Da noi sembra che vogliamo mescolare tutto ovunque. Ovunque vogliamo tutto (es. pace montana e festa contemporaneamente) e probabilmente per questo tutto zoppica un po'. E non è solo nel mondo montano e la sua conservazione. Non è lo stesso sulle piste da sci (border e alpino)? E tra motociclisti e automobilisti sulla strada (e dicono che ne basta uno "Grobnik")? E mountain biker (quante piste attrezzate hanno)? E ciclisti su strada e piste ciclabili per loro? E ... sì, e altro si trova. Comune a tutti questi "costretti" a muoversi nella stessa area è che questi gruppi non si tollerano troppo bene a vicenda. Ci critichiamo a vicenda, ma (quasi) niente cambia.

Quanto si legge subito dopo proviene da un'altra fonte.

//! In-memory document gateway for tests and offline exercising.
//!
//! # Responsibility
//! - Hold one page's block list and the two log stores entirely in
//!   process, behind the same `DocumentGateway` contract the engine
//!   consumes in production.
//! - Allow per-operation failure injection so the best-effort vs. fatal
//!   propagation policy is testable.
//!
//! # Invariants
//! - Single-threaded use only; interior mutability is `RefCell`-based.
//! - Minted block ids are unique for the lifetime of the gateway.

use crate::gateway::{DocumentGateway, GatewayError, GatewayResult, LogRecord, StoreId};
use crate::model::block::{Block, BlockId, NewTodo};
use std::cell::{Cell, RefCell};
use std::collections::BTreeMap;
use uuid::Uuid;

/// In-memory gateway over one page and its log stores.
#[derive(Debug, Default)]
pub struct MemoryGateway {
    blocks: RefCell<Vec<Block>>,
    stores: RefCell<BTreeMap<StoreId, Vec<LogRecord>>>,
    titles: RefCell<BTreeMap<String, StoreId>>,
    fail_record_appends: Cell<bool>,
    fail_store_lookup: Cell<bool>,
}

impl MemoryGateway {
    /// Creates a gateway whose page holds the given blocks.
    pub fn with_blocks(blocks: Vec<Block>) -> Self {
        let gateway = Self::default();
        *gateway.blocks.borrow_mut() = blocks;
        gateway
    }

    /// Registers a log store under a title and returns its id.
    pub fn register_store(&self, title: &str) -> StoreId {
        let id = Uuid::new_v4().to_string();
        self.stores.borrow_mut().insert(id.clone(), Vec::new());
        self.titles.borrow_mut().insert(title.to_string(), id.clone());
        id
    }

    /// Snapshot of the page's current block list.
    pub fn blocks(&self) -> Vec<Block> {
        self.blocks.borrow().clone()
    }

    /// Records appended to one store so far.
    pub fn records(&self, store: &StoreId) -> Vec<LogRecord> {
        self.stores.borrow().get(store).cloned().unwrap_or_default()
    }

    /// Makes every subsequent `append_record` fail.
    pub fn fail_record_appends(&self) {
        self.fail_record_appends.set(true);
    }

    /// Makes every subsequent `find_store_by_title` fail.
    pub fn fail_store_lookup(&self) {
        self.fail_store_lookup.set(true);
    }

    fn position_of(&self, id: &BlockId) -> GatewayResult<usize> {
        self.blocks
            .borrow()
            .iter()
            .position(|block| &block.id == id)
            .ok_or_else(|| GatewayError::Api {
                status: 404,
                message: format!("unknown block {id}"),
            })
    }
}

impl DocumentGateway for MemoryGateway {
    fn verify_document(&self, _page: &BlockId) -> GatewayResult<()> {
        Ok(())
    }

    fn list_children(&self, _parent: &BlockId) -> GatewayResult<Vec<Block>> {
        Ok(self.blocks())
    }

    fn insert_after(
        &self,
        _parent: &BlockId,
        anchor: &BlockId,
        items: &[NewTodo],
    ) -> GatewayResult<()> {
        let position = self.position_of(anchor)?;
        let minted = items.iter().map(|item| {
            let mut block = Block::todo(Uuid::new_v4().to_string(), item.text.clone(), false);
            block.color = item.color.clone();
            block
        });
        self.blocks
            .borrow_mut()
            .splice(position + 1..position + 1, minted);
        Ok(())
    }

    fn archive_block(&self, id: &BlockId) -> GatewayResult<()> {
        let position = self.position_of(id)?;
        self.blocks.borrow_mut().remove(position);
        Ok(())
    }

    fn set_todo_checked(&self, id: &BlockId, checked: bool) -> GatewayResult<()> {
        let position = self.position_of(id)?;
        let mut blocks = self.blocks.borrow_mut();
        let block = &mut blocks[position];
        if !block.is_todo() {
            return Err(GatewayError::Api {
                status: 400,
                message: format!("block {id} is not a checklist item"),
            });
        }
        block.checked = checked;
        Ok(())
    }

    fn append_record(&self, store: &StoreId, record: &LogRecord) -> GatewayResult<()> {
        if self.fail_record_appends.get() {
            return Err(GatewayError::Api {
                status: 500,
                message: "record append failure injected".to_string(),
            });
        }
        let mut stores = self.stores.borrow_mut();
        let records = stores.get_mut(store).ok_or_else(|| GatewayError::Api {
            status: 404,
            message: format!("unknown store {store}"),
        })?;
        records.push(record.clone());
        Ok(())
    }

    fn find_store_by_title(&self, title: &str) -> GatewayResult<Option<StoreId>> {
        if self.fail_store_lookup.get() {
            return Err(GatewayError::Api {
                status: 500,
                message: "store lookup failure injected".to_string(),
            });
        }
        let titles = self.titles.borrow();
        Ok(titles
            .iter()
            .find(|(known, _)| known.eq_ignore_ascii_case(title))
            .map(|(_, id)| id.clone()))
    }
}

#[cfg(test)]
mod tests {
    use super::MemoryGateway;
    use crate::gateway::DocumentGateway;
    use crate::model::block::{Block, NewTodo};

    #[test]
    fn insert_after_preserves_payload_order() {
        let gateway = MemoryGateway::with_blocks(vec![
            Block::heading("h", "Today:"),
            Block::todo("t", "existing", false),
        ]);
        let items = vec![
            NewTodo {
                text: "first".into(),
                color: "default".into(),
            },
            NewTodo {
                text: "second".into(),
                color: "default".into(),
            },
        ];
        gateway
            .insert_after(&"page".to_string(), &"h".to_string(), &items)
            .unwrap();

        let texts: Vec<_> = gateway.blocks().iter().map(|b| b.text.clone()).collect();
        assert_eq!(texts, vec!["Today:", "first", "second", "existing"]);
    }

    #[test]
    fn archive_removes_block_and_rejects_unknown_id() {
        let gateway = MemoryGateway::with_blocks(vec![Block::todo("t", "x", false)]);
        gateway.archive_block(&"t".to_string()).unwrap();
        assert!(gateway.blocks().is_empty());
        assert!(gateway.archive_block(&"t".to_string()).is_err());
    }

    #[test]
    fn store_lookup_is_case_insensitive() {
        let gateway = MemoryGateway::default();
        let id = gateway.register_store("Done");
        let found = gateway.find_store_by_title("done").unwrap();
        assert_eq!(found, Some(id));
        assert_eq!(gateway.find_store_by_title("Missing").unwrap(), None);
    }
}
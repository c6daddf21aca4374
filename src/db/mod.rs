//! Database abstraction layer for sqlrun.
//!
//! Provides a trait-based interface for database operations so the batch
//! runner and exporter can be driven by PostgreSQL or by the in-memory mock.

mod mock;
mod postgres;
mod types;

pub use mock::{ConnectionStats, MockConnector, MockDatabaseClient};
pub use postgres::{PostgresClient, PostgresConnector};
pub use types::{ColumnInfo, QueryResult, Row, Value};

use crate::config::ConnectionConfig;
use crate::error::Result;
use async_trait::async_trait;

/// Trait defining the interface for one live database session.
///
/// All database operations are async and return Results with SqlRunError.
#[async_trait]
pub trait DatabaseClient: Send + Sync {
    /// Executes the full text of a SQL file and returns its result set.
    async fn execute_query(&self, sql: &str) -> Result<QueryResult>;

    /// Closes the database connection.
    async fn close(&self) -> Result<()>;
}

/// Opens database sessions from connection parameters.
#[async_trait]
pub trait Connector: Send + Sync {
    /// Makes a single connection attempt.
    async fn connect(&self, config: &ConnectionConfig) -> Result<Box<dyn DatabaseClient>>;
}
//! Mock database client for testing.
//!
//! Provides a scripted, in-memory connector so the runner and exporter can be
//! exercised without a PostgreSQL server.

use super::{ColumnInfo, Connector, DatabaseClient, QueryResult, Value};
use crate::config::ConnectionConfig;
use crate::error::{Result, SqlRunError};
use async_trait::async_trait;
use std::collections::HashMap;
use std::sync::atomic::{AtomicBool, AtomicUsize, Ordering};
use std::sync::{Arc, Mutex};
use std::time::Duration;

/// Scripted outcome for one SQL text.
#[derive(Debug, Clone)]
enum MockResponse {
    Rows(QueryResult),
    Error(String),
}

/// Session bookkeeping shared by a connector and the clients it hands out.
#[derive(Debug, Default)]
struct SessionCounters {
    opened: AtomicUsize,
    closed: AtomicUsize,
    live: AtomicUsize,
    max_live: AtomicUsize,
}

/// Snapshot of how many sessions a `MockConnector` has handed out.
#[derive(Debug, Clone, Copy, Default, PartialEq, Eq)]
pub struct ConnectionStats {
    /// Sessions successfully opened.
    pub opened: usize,
    /// Sessions closed.
    pub closed: usize,
    /// Sessions open right now.
    pub live: usize,
    /// Highest number of sessions that were open at the same time.
    pub max_live: usize,
}

/// A connector returning `MockDatabaseClient`s that answer from a script.
#[derive(Debug, Clone, Default)]
pub struct MockConnector {
    responses: Arc<HashMap<String, MockResponse>>,
    refuse_with: Option<String>,
    counters: Arc<SessionCounters>,
    executed: Arc<Mutex<Vec<String>>>,
}

impl MockConnector {
    /// Creates a connector with no scripted responses.
    pub fn new() -> Self {
        Self::default()
    }

    /// Scripts the result returned for `sql` (matched after trimming).
    pub fn with_result(mut self, sql: &str, result: QueryResult) -> Self {
        Arc::make_mut(&mut self.responses).insert(key(sql), MockResponse::Rows(result));
        self
    }

    /// Scripts a query failure for `sql` (matched after trimming).
    pub fn with_error(mut self, sql: &str, message: impl Into<String>) -> Self {
        Arc::make_mut(&mut self.responses).insert(key(sql), MockResponse::Error(message.into()));
        self
    }

    /// Makes every connection attempt fail with the given cause.
    pub fn refusing(mut self, message: impl Into<String>) -> Self {
        self.refuse_with = Some(message.into());
        self
    }

    /// Returns the session counters.
    pub fn stats(&self) -> ConnectionStats {
        ConnectionStats {
            opened: self.counters.opened.load(Ordering::SeqCst),
            closed: self.counters.closed.load(Ordering::SeqCst),
            live: self.counters.live.load(Ordering::SeqCst),
            max_live: self.counters.max_live.load(Ordering::SeqCst),
        }
    }

    /// Returns every SQL text executed so far, in order.
    pub fn executed(&self) -> Vec<String> {
        self.executed
            .lock()
            .unwrap_or_else(|poisoned| poisoned.into_inner())
            .clone()
    }
}

#[async_trait]
impl Connector for MockConnector {
    async fn connect(&self, _config: &ConnectionConfig) -> Result<Box<dyn DatabaseClient>> {
        if let Some(reason) = &self.refuse_with {
            return Err(SqlRunError::connection(reason.clone()));
        }

        self.counters.opened.fetch_add(1, Ordering::SeqCst);
        let live = self.counters.live.fetch_add(1, Ordering::SeqCst) + 1;
        self.counters.max_live.fetch_max(live, Ordering::SeqCst);

        Ok(Box::new(MockDatabaseClient {
            responses: Arc::clone(&self.responses),
            counters: Arc::clone(&self.counters),
            executed: Arc::clone(&self.executed),
            closed: AtomicBool::new(false),
        }))
    }
}

/// A mock session that answers from its connector's script.
///
/// Unscripted `SELECT`s return a single mock row; anything else returns an
/// empty result.
#[derive(Debug)]
pub struct MockDatabaseClient {
    responses: Arc<HashMap<String, MockResponse>>,
    counters: Arc<SessionCounters>,
    executed: Arc<Mutex<Vec<String>>>,
    closed: AtomicBool,
}

impl MockDatabaseClient {
    /// Creates a standalone client with no script.
    pub fn new() -> Self {
        Self {
            responses: Arc::default(),
            counters: Arc::default(),
            executed: Arc::default(),
            closed: AtomicBool::new(false),
        }
    }
}

impl Default for MockDatabaseClient {
    fn default() -> Self {
        Self::new()
    }
}

#[async_trait]
impl DatabaseClient for MockDatabaseClient {
    async fn execute_query(&self, sql: &str) -> Result<QueryResult> {
        if self.closed.load(Ordering::SeqCst) {
            return Err(SqlRunError::connection("connection already closed"));
        }

        self.executed
            .lock()
            .unwrap_or_else(|poisoned| poisoned.into_inner())
            .push(sql.to_string());

        match self.responses.get(&key(sql)) {
            Some(MockResponse::Rows(result)) => Ok(result.clone()),
            Some(MockResponse::Error(message)) => Err(SqlRunError::query(message.clone())),
            None if sql.trim_start().to_uppercase().starts_with("SELECT") => {
                let columns = vec![ColumnInfo::new("result", "text")];
                let rows = vec![vec![Value::String(format!("Mock result for: {}", sql.trim()))]];
                Ok(QueryResult::with_data(columns, rows)
                    .with_execution_time(Duration::from_millis(1)))
            }
            None => Ok(QueryResult::new().with_execution_time(Duration::from_millis(1))),
        }
    }

    async fn close(&self) -> Result<()> {
        if !self.closed.swap(true, Ordering::SeqCst) {
            self.counters.closed.fetch_add(1, Ordering::SeqCst);
            self.counters.live.fetch_sub(1, Ordering::SeqCst);
        }
        Ok(())
    }
}

fn key(sql: &str) -> String {
    sql.trim().to_string()
}
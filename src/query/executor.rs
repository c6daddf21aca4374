//! Execution of a single query unit with scoped connection release.
//!
//! Every unit gets its own session: acquired, used for exactly one
//! `execute_query`, and closed before `execute` returns, whatever the outcome.

use std::time::Duration;

use tracing::warn;

use crate::connection::ConnectionProvider;
use crate::db::QueryResult;
use crate::error::SqlRunError;
use crate::query::QueryUnit;
use crate::report::{BatchEvent, Reporter};

/// Executes query units against sessions from a provider.
pub struct QueryExecutor<'a> {
    provider: &'a ConnectionProvider,
}

impl<'a> QueryExecutor<'a> {
    /// Creates a new query executor.
    pub fn new(provider: &'a ConnectionProvider) -> Self {
        Self { provider }
    }

    /// Runs one unit. Connection and query failures are reported and folded
    /// into the outcome; they never escape as errors.
    pub async fn execute(&self, unit: &QueryUnit, reporter: &mut dyn Reporter) -> UnitOutcome {
        let Some(db) = self.provider.acquire(reporter).await else {
            return UnitOutcome::NoConnection;
        };

        let result = db.execute_query(&unit.sql).await;

        if let Err(e) = db.close().await {
            warn!(file = %unit.file_name, "Failed to close connection: {e}");
        }

        match result {
            Ok(query_result) if query_result.is_empty() => UnitOutcome::Empty {
                execution_time: query_result.execution_time,
            },
            Ok(query_result) => UnitOutcome::Rows(query_result),
            Err(e) => {
                reporter.report(BatchEvent::QueryFailed {
                    file: unit.file_name.clone(),
                    cause: e.to_string(),
                });
                UnitOutcome::Failed(e)
            }
        }
    }
}

/// What executing one query unit produced.
#[derive(Debug)]
pub enum UnitOutcome {
    /// At least one row came back.
    Rows(QueryResult),
    /// The query ran but returned no rows.
    Empty { execution_time: Duration },
    /// The query failed on the server.
    Failed(SqlRunError),
    /// No session could be opened.
    NoConnection,
}

impl UnitOutcome {
    /// Returns true if the unit counts as failed.
    pub fn is_failure(&self) -> bool {
        matches!(self, Self::Failed(_) | Self::NoConnection)
    }
}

Purtroppo da noi il problema è che troppo spesso si "accontentano" certi gruppi ("solo per farli stare zitti") e si approva un regolamento che dice solo "vietato!". Non si regolano alternative. Anche il divieto di motoslitte non risolverà il problema finché non ci saranno luoghi anche per loro dove godersi la dose quotidiana di vapori di benzina…

Altrimenti sono per la pace montana e nelle baite mi basta tè e polenta con latte (se deve esserci qualcosa). Ma è vero che non ho niente contro hobby diversi. Non mi immagino che l'hobby di tutti sia spingere pedali sul "mio pendio" o camminare sullo stesso versante. Penso che ci sarebbe folla…

…e il predecessore ha ragione… le persone sono diverse. Sì, le persone sono quelle che si fanno del bene o del male… e quelle che possono cambiare il mondo in meglio.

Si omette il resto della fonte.